Previous Flash File is 277-7209 but it's not available for download (only the latest file 306-4193). You'd have to get someone at the dealer who maintained a "library" of Flash Files as they were issued and obviously kept them as they were replaced by newer ones. Usually the factory is less than co-operative about going backwards with Flash Files. TBH I don't think it's your problem but that is just MHO.
 

bucknobs

Member
Joined
Jan 9, 2013
Messages
21
Location
UK
OK Nige I,ll ask around if anyone on the other mine sites has a copy of the 277-7209 flash file, incidently when did the 306-4193 come out recently or a long time back?
 

bucknobs

Member
Joined
Jan 9, 2013
Messages
21
Location
UK
Wow thats ages back. Anyway thanks for both of you putting heads together! One last thing though on these 785C APX trucks can the engine ecm be programmed (like some other ecm,s) to shut the engine down after a predetermined time of idling in neutral with the park brake on like queing for long periods at shovels?
 

Nige

Senior Member
Joined
Jun 22, 2011
Messages
29,310
Location
G..G..G..Granville.........!! Fetch your cloth.
AFAIK only the very latest & greatest versions of the 3500 machine engine equipped with the ADEM IV ECM have programmable engine shutdown. For example our 789C trucks don't have the feature, our 789D trucks do. If the truck is so equipped there will be a switch on the dash (2nd from left on the bottom row, directly above the heater/fan controls, marked with an engine and an egg-timer symbol) to activate and deactive the system. The factory default is OFF, you have to go into the engine ECM with ET and first activate the parameter then set the timer for how many minutes you want the engine to run before shutting down. The default is 5 minutes IIRC.
 

bucknobs

Member
Joined
Jan 9, 2013
Messages
21
Location
UK
Thanks Nige! Any good retrofit company that makes and sells a really professionally made one you would recommend?
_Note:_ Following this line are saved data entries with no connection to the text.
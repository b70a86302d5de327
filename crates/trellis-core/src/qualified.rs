use std::fmt;

use trellis_util::errors::TrellisResult;

use crate::conflict::ConflictStrategy;
use crate::dependency::{Dependency, Exclusion};
use crate::dependency_set::DependencySet;
use crate::module_id::ModuleId;
use crate::version_provider::VersionProvider;

pub const COMPILE: &str = "compile";
pub const RUNTIME: &str = "runtime";
pub const PROVIDED: &str = "provided";
pub const TEST: &str = "test";

/// A dependency attached to a qualifier such as `compile` or `test`.
#[derive(Debug, Clone, PartialEq)]
pub struct QualifiedDependency {
    pub qualifier: Option<String>,
    pub dependency: Dependency,
}

impl QualifiedDependency {
    pub fn of(qualifier: Option<&str>, dependency: impl Into<Dependency>) -> Self {
        Self {
            qualifier: qualifier.map(str::to_string),
            dependency: dependency.into(),
        }
    }

    pub fn qualifier(&self) -> Option<&str> {
        self.qualifier.as_deref()
    }

    pub fn with_qualifier(&self, qualifier: Option<&str>) -> Self {
        Self::of(qualifier, self.dependency.clone())
    }
}

impl fmt::Display for QualifiedDependency {
    fn fmt(&self, f: &mut fmt::Formatter<'_>) -> fmt::Result {
        match &self.qualifier {
            Some(q) => write!(f, "{q}: {}", self.dependency),
            None => write!(f, "{}", self.dependency),
        }
    }
}

/// Ordered qualified dependencies, with the exclusions and version provider
/// applying to their resolution.
#[derive(Debug, Clone, Default, PartialEq)]
pub struct QualifiedDependencySet {
    entries: Vec<QualifiedDependency>,
    global_exclusions: Vec<Exclusion>,
    version_provider: VersionProvider,
}

impl QualifiedDependencySet {
    pub fn of() -> Self {
        Self::default()
    }

    /// Unqualified entries from a plain set, keeping its provider and exclusions.
    pub fn from_set(set: &DependencySet) -> Self {
        Self {
            entries: set
                .entries()
                .iter()
                .map(|dep| QualifiedDependency::of(None, dep.clone()))
                .collect(),
            global_exclusions: set.global_exclusions().to_vec(),
            version_provider: set.version_provider().clone(),
        }
    }

    pub fn entries(&self) -> &[QualifiedDependency] {
        &self.entries
    }

    pub fn global_exclusions(&self) -> &[Exclusion] {
        &self.global_exclusions
    }

    pub fn version_provider(&self) -> &VersionProvider {
        &self.version_provider
    }

    pub fn len(&self) -> usize {
        self.entries.len()
    }

    pub fn is_empty(&self) -> bool {
        self.entries.is_empty()
    }

    fn with_entries(&self, entries: Vec<QualifiedDependency>) -> Self {
        Self {
            entries,
            global_exclusions: self.global_exclusions.clone(),
            version_provider: self.version_provider.clone(),
        }
    }

    pub fn and(&self, qualifier: Option<&str>, dependency: impl Into<Dependency>) -> Self {
        let mut entries = self.entries.clone();
        entries.push(QualifiedDependency::of(qualifier, dependency));
        self.with_entries(entries)
    }

    /// Entries declared on `module`, in order.
    pub fn find_by_module(&self, module: &ModuleId) -> Vec<&QualifiedDependency> {
        self.entries
            .iter()
            .filter(|q| q.dependency.module_id() == Some(module))
            .collect()
    }

    /// Drop every entry matching `dependency`.
    pub fn remove(&self, dependency: &Dependency) -> Self {
        let entries = self
            .entries
            .iter()
            .filter(|q| !q.dependency.matches(dependency))
            .cloned()
            .collect();
        self.with_entries(entries)
    }

    /// Change the qualifier of every entry matching `dependency`.
    pub fn replace_qualifier(&self, dependency: &Dependency, qualifier: Option<&str>) -> Self {
        let entries = self
            .entries
            .iter()
            .map(|q| {
                if q.dependency.matches(dependency) {
                    q.with_qualifier(qualifier)
                } else {
                    q.clone()
                }
            })
            .collect();
        self.with_entries(entries)
    }

    /// Entries for which `keep` holds.
    pub fn filtered(&self, keep: impl Fn(&QualifiedDependency) -> bool) -> Self {
        let entries = self.entries.iter().filter(|q| keep(q)).cloned().collect();
        self.with_entries(entries)
    }

    pub fn with_qualifiers_only(&self, qualifiers: &[&str]) -> Self {
        let entries = self
            .entries
            .iter()
            .filter(|q| q.qualifier().is_some_and(|name| qualifiers.contains(&name)))
            .cloned()
            .collect();
        self.with_entries(entries)
    }

    pub fn with_coordinate_dependencies_only(&self) -> Self {
        let entries = self
            .entries
            .iter()
            .filter(|q| matches!(q.dependency, Dependency::Coordinate(_)))
            .cloned()
            .collect();
        self.with_entries(entries)
    }

    pub fn dependencies_having_qualifier(&self, qualifier: &str) -> Vec<&Dependency> {
        self.entries
            .iter()
            .filter(|q| q.qualifier() == Some(qualifier))
            .map(|q| &q.dependency)
            .collect()
    }

    pub fn dependencies(&self) -> impl Iterator<Item = &Dependency> {
        self.entries.iter().map(|q| &q.dependency)
    }

    pub fn with_global_exclusions(&self, exclusions: Vec<Exclusion>) -> Self {
        Self {
            global_exclusions: exclusions,
            ..self.clone()
        }
    }

    pub fn with_version_provider(&self, provider: VersionProvider) -> Self {
        Self {
            version_provider: provider,
            ..self.clone()
        }
    }

    pub fn and_version_provider(&self, provider: &VersionProvider) -> Self {
        Self {
            version_provider: self.version_provider.merge(provider),
            ..self.clone()
        }
    }

    /// Qualifiers an IDE needs from the three accumulated sets.
    ///
    /// | compile | runtime | qualifier  |
    /// |---------|---------|------------|
    /// | yes     | yes     | `compile`  |
    /// | yes     | no      | `provided` |
    /// | no      | yes     | `runtime`  |
    /// | no      | no      | `test`     |
    ///
    /// Output follows compile order, then runtime-only, then test-only entries.
    pub fn compute_ide_dependencies(
        compile: &DependencySet,
        runtime: &DependencySet,
        test: &DependencySet,
        strategy: ConflictStrategy,
    ) -> TrellisResult<Self> {
        let prod = compile.merge(runtime);
        let all = prod.result.merge(test).result;
        let entries = all
            .normalised(strategy)?
            .entries()
            .iter()
            .map(|dep| {
                let in_prod = prod.result.entries().iter().any(|d| d.matches(dep));
                let qualifier = if !in_prod {
                    TEST
                } else if prod.absent_from_right.iter().any(|d| d.matches(dep)) {
                    PROVIDED
                } else if prod.absent_from_left.iter().any(|d| d.matches(dep)) {
                    RUNTIME
                } else {
                    COMPILE
                };
                QualifiedDependency::of(Some(qualifier), versioned(&all, dep))
            })
            .collect();
        Ok(Self {
            entries,
            global_exclusions: all.global_exclusions().to_vec(),
            version_provider: all.version_provider().clone(),
        })
    }

    /// Maven scopes for publication. Test dependencies are never published.
    pub fn compute_publish_dependencies(
        compile: &DependencySet,
        runtime: &DependencySet,
        strategy: ConflictStrategy,
    ) -> TrellisResult<Self> {
        let merge = compile.merge(runtime);
        let entries = merge
            .result
            .normalised(strategy)?
            .entries()
            .iter()
            .filter(|dep| matches!(dep, Dependency::Coordinate(_)))
            .map(|dep| {
                let qualifier = if merge.absent_from_right.iter().any(|d| d.matches(dep)) {
                    PROVIDED
                } else if merge.absent_from_left.iter().any(|d| d.matches(dep)) {
                    RUNTIME
                } else {
                    COMPILE
                };
                QualifiedDependency::of(Some(qualifier), versioned(&merge.result, dep))
            })
            .collect();
        Ok(Self {
            entries,
            global_exclusions: merge.result.global_exclusions().to_vec(),
            version_provider: merge.result.version_provider().clone(),
        })
    }
}

fn versioned(set: &DependencySet, dep: &Dependency) -> Dependency {
    match dep {
        Dependency::Coordinate(c) => Dependency::Coordinate(set.version_provider().version(c)),
        other => other.clone(),
    }
}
But off course would not go through the ecm.
 

Nige

Senior Member
Joined
Jun 22, 2011
Messages
29,310
Location
G..G..G..Granville.........!! Fetch your cloth.
The problem is that most turbo timers I've come across are designed to cool turbos after a period of flat-out engine operation and will only shut off the engine (after a programmed period of time) if you turn the key off. If I understand it correctly you want a system that shuts the engine down after a certain amount of idling time, key off or not. I personally haven't seen anything like this but that doesn't mean they don't exist. Most of the good turbo timers I came across were out of Australia, maybe one of the HEF members from that neck of the woods can point you in the right direction.
 

bucknobs

Member
Joined
Jan 9, 2013
Messages
21
Location
UK
Yeah, of course I should have mentioned it must be at low idle! with both park brake applied and in neutral ideally for three to five minutes or I would bugger up the turbos.
For the retrofit I will try RCT (remote control technologies) in Australia they do a lot of mining add-ons. At another mine I worked on in Africa we bought stuff from them.
Another one for saving fuel, what are your thoughts at tipping load at idle instead of operator revving high?
 

Nige

Senior Member
Joined
Jun 22, 2011
Messages
29,310
Location
G..G..G..Granville.........!! Fetch your cloth.
what are your thoughts at tipping load at idle instead of operator revving high?
We train our operators to floor the accelerator pedal and pull the hoist lever at the same time, then when the hoist cylinders hit the 2nd stage drop the engine RPM to idle and let the body carry on upwards, all the time watching the load in the mirror and let go of the hoist control and roll the truck forward (we always held it on the retarder rather than the parking brake) so that the last of the load just nicely cleared the end of the body as the truck rolls forward.
 

bucknobs

Member
Joined
Jan 9, 2013
Messages
21
Location
UK
Regarding idling times whether it be queing at shovels or whatever, what is a good benchmark in the mining industry to aim for? Our fleet of 19 785C trucks average out around 23% idling.